Your task is to output the entries below word for word.

START ENTRIES PROVIDED

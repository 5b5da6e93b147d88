use std::net::SocketAddr;
use std::path::PathBuf;
use tracing::Level;
use tutor_core::llm_client::Provider;

/// A custom error type for configuration loading failures.
#[derive(Debug, thiserror::Error)]
pub enum ConfigError {
    #[error("Invalid value for environment variable {0}: {1}")]
    InvalidValue(String, String),
}

/// Holds all configuration loaded from the environment at startup.
///
/// API keys are optional. A server without a key for its provider still
/// starts and answers every tutoring request with a configuration error.
#[derive(Clone, Debug)]
pub struct Config {
    pub bind_address: SocketAddr,
    pub provider: Provider,
    pub anthropic_api_key: Option<String>,
    pub openai_api_key: Option<String>,
    pub log_level: Level,
    pub prompts_path: PathBuf,
}

impl Config {
    /// Loads configuration from environment variables.
    pub fn from_env() -> Result<Self, ConfigError> {
        // Only load from .env in non-test mode to avoid contamination
        if !cfg!(test) {
            dotenvy::dotenv().ok();
        }

        let bind_address_str =
            std::env::var("BIND_ADDRESS").unwrap_or_else(|_| "0.0.0.0:3000".to_string());
        let bind_address = bind_address_str
            .parse::<SocketAddr>()
            .map_err(|e| ConfigError::InvalidValue("BIND_ADDRESS".to_string(), e.to_string()))?;

        let provider = std::env::var("LLM_PROVIDER")
            .unwrap_or_else(|_| "anthropic".to_string())
            .parse::<Provider>()
            .map_err(|e| ConfigError::InvalidValue("LLM_PROVIDER".to_string(), e))?;

        let anthropic_api_key = non_empty_var("ANTHROPIC_API_KEY");
        let openai_api_key = non_empty_var("OPENAI_API_KEY");

        let log_level_str = std::env::var("RUST_LOG").unwrap_or_else(|_| "INFO".to_string());
        let log_level = log_level_str.parse::<Level>().map_err(|_| {
            ConfigError::InvalidValue(
                "RUST_LOG".to_string(),
                format!("'{}' is not a valid log level", log_level_str),
            )
        })?;

        let prompts_path = std::env::var("PROMPTS_PATH")
            .map(PathBuf::from)
            .unwrap_or_else(|_| PathBuf::from("./prompts"));

        Ok(Self {
            bind_address,
            provider,
            anthropic_api_key,
            openai_api_key,
            log_level,
            prompts_path,
        })
    }

    /// The key for the selected provider, if one is configured.
    pub fn api_key(&self) -> Option<&str> {
        match self.provider {
            Provider::Anthropic => self.anthropic_api_key.as_deref(),
            Provider::OpenAI => self.openai_api_key.as_deref(),
        }
    }
}

fn non_empty_var(name: &str) -> Option<String> {
    std::env::var(name).ok().filter(|v| !v.trim().is_empty())
}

END ENTRIES PROVIDED

RESULT FOR THIS TASK:
repository 5b5da6e93b147d88
use std::net::SocketAddr;
use std::path::PathBuf;
use tracing::Level;
use tutor_core::llm_client::Provider;

/// A custom error type for configuration loading failures.
#[derive(Debug, thiserror::Error)]
pub enum ConfigError {
    #[error("Invalid value for environment variable {0}: {1}")]
    InvalidValue(String, String),
}

/// Holds all configuration loaded from the environment at startup.
///
/// API keys are optional. A server without a key for its provider still
/// starts and answers every tutoring request with a configuration error.
#[derive(Clone, Debug)]
pub struct Config {
    pub bind_address: SocketAddr,
    pub provider: Provider,
    pub anthropic_api_key: Option<String>,
    pub openai_api_key: Option<String>,
    pub log_level: Level,
    pub prompts_path: PathBuf,
}

impl Config {
    /// Loads configuration from environment variables.
    pub fn from_env() -> Result<Self, ConfigError> {
        // Only load from .env in non-test mode to avoid contamination
        if !cfg!(test) {
            dotenvy::dotenv().ok();
        }

        let bind_address_str =
            std::env::var("BIND_ADDRESS").unwrap_or_else(|_| "0.0.0.0:3000".to_string());
        let bind_address = bind_address_str
            .parse::<SocketAddr>()
            .map_err(|e| ConfigError::InvalidValue("BIND_ADDRESS".to_string(), e.to_string()))?;

        let provider = std::env::var("LLM_PROVIDER")
            .unwrap_or_else(|_| "anthropic".to_string())
            .parse::<Provider>()
            .map_err(|e| ConfigError::InvalidValue("LLM_PROVIDER".to_string(), e))?;

        let anthropic_api_key = non_empty_var("ANTHROPIC_API_KEY");
        let openai_api_key = non_empty_var("OPENAI_API_KEY");

        let log_level_str = std::env::var("RUST_LOG").unwrap_or_else(|_| "INFO".to_string());
        let log_level = log_level_str.parse::<Level>().map_err(|_| {
            ConfigError::InvalidValue(
                "RUST_LOG".to_string(),
                format!("'{}' is not a valid log level", log_level_str),
            )
        })?;

        let prompts_path = std::env::var("PROMPTS_PATH")
            .map(PathBuf::from)
            .unwrap_or_else(|_| PathBuf::from("./prompts"));

        Ok(Self {
            bind_address,
            provider,
            anthropic_api_key,
            openai_api_key,
            log_level,
            prompts_path,
        })
    }

    /// The key for the selected provider, if one is configured.
    pub fn api_key(&self) -> Option<&str> {
        match self.provider {
            Provider::Anthropic => self.anthropic_api_key.as_deref(),
            Provider::OpenAI => self.openai_api_key.as_deref(),
        }
    }
}

fn non_empty_var(name: &str) -> Option<String> {
    std::env::var(name).ok().filter(|v| !v.trim().is_empty())
}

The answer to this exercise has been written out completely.